The role of the FDA is to review clinical trial data to determine whether the benefits of the new drug outweigh the risk of taking the therapy (Darrow, Sarpatwari, Avorn, & Kesselheim, 2015). This study can take years in the development of a new drug (with the increased involvement of the FDA, drug approval rose, on average, from 2.5 to 8 years; Darrow et al., 2015). Early access may be granted under the FDA’s current national expanded-access program, which states the drug company that makes the treatment agrees to access and the patients will get the treatment for free or at low cost, eliminating the potential for profit-making by the drug company (FDA, 2016). With expanded access, the FDA assesses the condition of the patient (serious or immediately life-threatening), explores whether satisfactory alternative therapies exist, and determines whether access will interfere with pivotal clinical trials. They also balance the benefits vs. potential harm of the request, although for an individual patient, the treating physician need only state that the risk of the disease is greater than the risk of an unproven treatment.

The expanded-access program does allow for patients to receive unproven therapies, without profit to the drug company. Clinical trials offer unproven therapies within the confines of a structured setting, with much of the cost borne by the company sponsoring the trial.
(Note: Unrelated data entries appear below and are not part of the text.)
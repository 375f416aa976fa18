//! Transmit and receive port resolution.

use super::port_map::LogicalPortMap;
use super::types::FrameHeader;
use crate::error::{Result, SwitchError};
use crate::fid::FID_NONE;
use crate::port::SpanningTree;
use crate::switch::SwitchState;
use crate::tail_tag::{RxSource, TailTagCodec, TxDestination};
use crate::types::PortMask;
use std::sync::Arc;
use tracing::trace;

/// Decides where frames on the host link go.
///
/// Holds no table state of its own; every decision reads the
/// [`SwitchState`] passed in by a caller that already holds its lock.
pub struct PortSteering {
    codec: TailTagCodec,
    tail_tagging: bool,
    host_port: usize,
    port_map: Arc<dyn LogicalPortMap>,
    spanning_tree: Option<Arc<dyn SpanningTree>>,
}

impl PortSteering {
    pub fn new(codec: TailTagCodec, host_port: usize, port_map: Arc<dyn LogicalPortMap>) -> Self {
        Self {
            codec,
            tail_tagging: true,
            host_port,
            port_map,
            spanning_tree: None,
        }
    }

    /// Composes a spanning tree implementation that may admit control
    /// frames on ports that do not forward.
    pub fn with_spanning_tree(mut self, spanning_tree: Arc<dyn SpanningTree>) -> Self {
        self.spanning_tree = Some(spanning_tree);
        self
    }

    pub fn with_tail_tagging(mut self, enabled: bool) -> Self {
        self.tail_tagging = enabled;
        self
    }

    pub fn codec(&self) -> &TailTagCodec {
        &self.codec
    }

    pub fn tail_tagging(&self) -> bool {
        self.tail_tagging
    }

    /// Destination ports for an outgoing frame.
    ///
    /// An override address entry replaces the VLAN membership, any other
    /// address hit narrows it, and unknown destinations fall back to
    /// `flood`. Ports that are not forwarding are removed last.
    pub fn resolve_tx(
        &self,
        state: &SwitchState,
        header: &FrameHeader,
        requested: PortMask,
        flood: PortMask,
    ) -> Result<PortMask> {
        let vid = match header.vid {
            Some(vid) => vid,
            None => state.port(header.port)?.vid,
        };

        let vlans = state.vlans();
        let (vlan_mask, fid) = match vlans.lookup(vid) {
            Ok(index) => vlans
                .get(index)
                .map(|entry| (entry.member, entry.fid))
                .unwrap_or((flood, FID_NONE)),
            Err(_) => (flood, FID_NONE),
        };

        let mask = match state.addresses().find_forwarding(&header.dst, fid) {
            Some(entry) if entry.overrides => requested & entry.ports,
            Some(entry) => requested & vlan_mask & entry.ports,
            None => requested & vlan_mask & flood,
        };

        let forwarding = forwarding_ports(state, mask);

        trace!(
            dst = %header.dst,
            vid,
            fid,
            requested = %requested,
            resolved = %forwarding,
            "Resolved transmit ports"
        );
        Ok(forwarding)
    }

    /// Logical port for a received tag, without spanning tree gating.
    pub fn resolve_rx(&self, tag: u8) -> Result<u32> {
        let physical = match self.codec.decode(tag)? {
            RxSource::Port(port) => port,
            RxSource::Host => self.host_port,
        };
        self.logical_port(physical)
    }

    /// Whether a frame from `port` may reach the host.
    pub fn admits_rx(&self, state: &SwitchState, port: usize, frame: &[u8]) -> bool {
        let Ok(cfg) = state.port(port) else {
            return false;
        };
        if cfg.stp_state.allows_forwarding() {
            return true;
        }
        self.spanning_tree
            .as_ref()
            .is_some_and(|stp| stp.accepts_control_frame(port, cfg.stp_state, frame))
    }

    /// Resolves and appends the tail tag. Returns the destination ports.
    ///
    /// An empty resolution fails with `InvalidPortMask`; the frame is left
    /// untouched and must be dropped.
    pub fn transmit(
        &self,
        state: &SwitchState,
        header: &FrameHeader,
        requested: PortMask,
        flood: PortMask,
        frame: &mut Vec<u8>,
    ) -> Result<PortMask> {
        let ports = self.resolve_tx(state, header, requested, flood)?;
        if !self.tail_tagging {
            return Ok(ports);
        }
        self.codec
            .pad_and_append(frame, TxDestination::Ports(ports))?;
        Ok(ports)
    }

    /// Where a flooded frame may go.
    ///
    /// The flood sentinel is only used while every port forwards. Otherwise
    /// the forwarding ports are listed explicitly, and a switch with no
    /// forwarding port fails with `InvalidPortMask`.
    pub fn flood_destination(&self, state: &SwitchState) -> Result<TxDestination> {
        let all = state.all_ports();
        let forwarding = forwarding_ports(state, all);
        if forwarding == all {
            Ok(TxDestination::Flood)
        } else if forwarding.is_empty() {
            Err(SwitchError::InvalidPortMask(0))
        } else {
            Ok(TxDestination::Ports(forwarding))
        }
    }

    /// Tags a frame for delivery to every forwarding port.
    pub fn flood(&self, state: &SwitchState, frame: &mut Vec<u8>) -> Result<TxDestination> {
        let destination = self.flood_destination(state)?;
        if self.tail_tagging {
            self.codec.pad_and_append(frame, destination)?;
        }
        trace!(destination = ?destination, "Flooded frame");
        Ok(destination)
    }

    /// Strips the tail tag and returns the logical port to deliver to.
    ///
    /// `Ok(None)` means the source port is not forwarding and the frame
    /// was not admitted as a control frame.
    pub fn receive(&self, state: &SwitchState, frame: &mut Vec<u8>) -> Result<Option<u32>> {
        if !self.tail_tagging {
            return self.logical_port(self.host_port).map(Some);
        }
        let physical = match self.codec.strip(frame)? {
            RxSource::Host => self.host_port,
            RxSource::Port(port) => {
                if !self.admits_rx(state, port, frame) {
                    trace!(port, "Suppressed frame from non-forwarding port");
                    return Ok(None);
                }
                port
            }
        };
        self.logical_port(physical).map(Some)
    }

    fn logical_port(&self, physical: usize) -> Result<u32> {
        self.port_map
            .logical_port(physical)
            .ok_or(SwitchError::UnmappedPort(physical))
    }
}

/// Ports of `mask` whose spanning tree state allows forwarding.
fn forwarding_ports(state: &SwitchState, mask: PortMask) -> PortMask {
    mask.ports()
        .filter(|&port| {
            state
                .port(port)
                .map(|cfg| cfg.stp_state.allows_forwarding())
                .unwrap_or(false)
        })
        .fold(PortMask::EMPTY, PortMask::with)
}
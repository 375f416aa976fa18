//! Static VLAN table.

use super::types::VlanTableEntry;
use crate::error::{Result, SwitchError, TableKind};
use crate::fid::ForwardingDomainTable;
use crate::types::{PortMask, VLAN_ID_MAX, VLAN_TABLE_ENTRIES};

/// Fixed-capacity VLAN table.
///
/// Every valid row holds one reference on its forwarding domain in the
/// [`ForwardingDomainTable`] passed to the mutating calls.
#[derive(Debug, Clone)]
pub struct VlanTable {
    entries: Vec<VlanTableEntry>,
    dirty: bool,
}

impl VlanTable {
    pub fn new() -> Self {
        Self::with_capacity(VLAN_TABLE_ENTRIES)
    }

    pub fn with_capacity(capacity: usize) -> Self {
        Self {
            entries: vec![VlanTableEntry::default(); capacity],
            dirty: false,
        }
    }

    pub fn capacity(&self) -> usize {
        self.entries.len()
    }

    pub fn len(&self) -> usize {
        self.entries.iter().filter(|e| e.valid).count()
    }

    pub fn is_empty(&self) -> bool {
        self.len() == 0
    }

    pub fn is_dirty(&self) -> bool {
        self.dirty
    }

    /// Adds a VLAN in its own forwarding domain.
    pub fn add(
        &mut self,
        fids: &mut ForwardingDomainTable,
        vid: u16,
        member: PortMask,
    ) -> Result<usize> {
        let index = self.free_slot(vid)?;
        let fid = fids.acquire(vid)?;
        self.install(index, vid, fid, member);
        Ok(index)
    }

    /// Adds a VLAN sharing the already held domain `fid`.
    pub fn add_to_domain(
        &mut self,
        fids: &mut ForwardingDomainTable,
        vid: u16,
        member: PortMask,
        fid: u16,
    ) -> Result<usize> {
        let index = self.free_slot(vid)?;
        fids.retain(fid)?;
        self.install(index, vid, fid, member);
        Ok(index)
    }

    /// Removes a VLAN and drops its domain reference.
    ///
    /// The domain's VLAN binding is cleared only once no remaining row
    /// refers to the domain.
    pub fn remove(&mut self, fids: &mut ForwardingDomainTable, vid: u16) -> Result<VlanTableEntry> {
        let index = self.lookup(vid)?;
        let fid = self.entries[index].fid;
        let remaining = fids.release(fid)?;

        let entry = &mut self.entries[index];
        let removed = *entry;
        entry.valid = false;
        entry.dirty = true;
        self.dirty = true;

        if remaining == 0 && !self.references(fid) {
            fids.unbind(fid);
        }
        Ok(removed)
    }

    pub fn lookup(&self, vid: u16) -> Result<usize> {
        self.entries
            .iter()
            .position(|e| e.valid && e.vid == vid)
            .ok_or_else(|| SwitchError::not_found(TableKind::Vlan, vid))
    }

    pub fn member_ports(&self, vid: u16) -> Result<PortMask> {
        self.lookup(vid).map(|index| self.entries[index].member)
    }

    pub fn fid(&self, vid: u16) -> Result<u16> {
        self.lookup(vid).map(|index| self.entries[index].fid)
    }

    /// Replaces the member ports of an existing VLAN.
    pub fn set_members(&mut self, vid: u16, member: PortMask) -> Result<()> {
        let index = self.lookup(vid)?;
        let entry = &mut self.entries[index];
        if entry.member != member {
            entry.member = member;
            entry.dirty = true;
            self.dirty = true;
        }
        Ok(())
    }

    /// True if a valid row uses forwarding domain `fid`.
    pub fn references(&self, fid: u16) -> bool {
        self.entries.iter().any(|e| e.valid && e.fid == fid)
    }

    pub fn get(&self, index: usize) -> Option<&VlanTableEntry> {
        self.entries.get(index)
    }

    pub fn iter(&self) -> impl Iterator<Item = (usize, &VlanTableEntry)> {
        self.entries.iter().enumerate().filter(|(_, e)| e.valid)
    }

    pub fn dirty_entries(&self) -> impl Iterator<Item = (usize, &VlanTableEntry)> {
        self.entries.iter().enumerate().filter(|(_, e)| e.dirty)
    }

    /// Clears the dirty flag if the row still holds `written`.
    pub fn mark_clean(&mut self, index: usize, written: &VlanTableEntry) -> bool {
        let Some(entry) = self.entries.get_mut(index) else {
            return false;
        };
        if !entry.same_contents(written) {
            return false;
        }
        entry.dirty = false;
        self.dirty = self.entries.iter().any(|e| e.dirty);
        true
    }

    fn free_slot(&self, vid: u16) -> Result<usize> {
        if vid == 0 || vid > VLAN_ID_MAX {
            return Err(SwitchError::InvalidVlan(vid));
        }
        if self.lookup(vid).is_ok() {
            return Err(SwitchError::already_exists(TableKind::Vlan, vid));
        }
        self.entries
            .iter()
            .position(|e| !e.valid)
            .ok_or(SwitchError::CapacityExceeded(TableKind::Vlan))
    }

    fn install(&mut self, index: usize, vid: u16, fid: u16, member: PortMask) {
        self.entries[index] = VlanTableEntry {
            vid,
            fid,
            member,
            valid: true,
            dirty: true,
        };
        self.dirty = true;
    }
}

impl Default for VlanTable {
    fn default() -> Self {
        Self::new()
    }
}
The new proposed legislature has three important caveats: drugs that have never been tested on patients before would be included; no liability is awarded (eliminating the ability of the patient or family member to sue the company); and companies can determine the cost of the therapy to the patient, creating the potential for higher drug prices for desperate patients (Zuckerman, 2017).

FINAL THOUGHTS

I believe the option of clinical trial participation and the ability to apply for the expanded-access program allow patients with terminal illnesses to receive unproven therapies with the protection the FDA currently gives them. I am leery of legislation that dispenses with liability and believe in the power of participation in clinical trials, where results and valuable information regarding side effects can be rigorously collected and evaluated. It is absolutely true that in the past, the FDA has taken an inordinate amount of time to evaluate new therapies that could be used in particular patients who are facing terminal diagnoses; however, evaluation periods and the expanded-access program have improved (Arnst, 2007).

Advanced practitioners should arm themselves with knowledge regarding the proposed bill to answer queries posed by patients facing end of life without viable treatment options. The protection of patients receiving potentially harmful treatments started with the Pure Food and Drug Act of 1906 (Darrow et al., 2015). The FDA currently plays a critical role in this country regarding the safety and appropriate use of drug therapies. I believe further discussion or refinement of the current legislature may be warranted.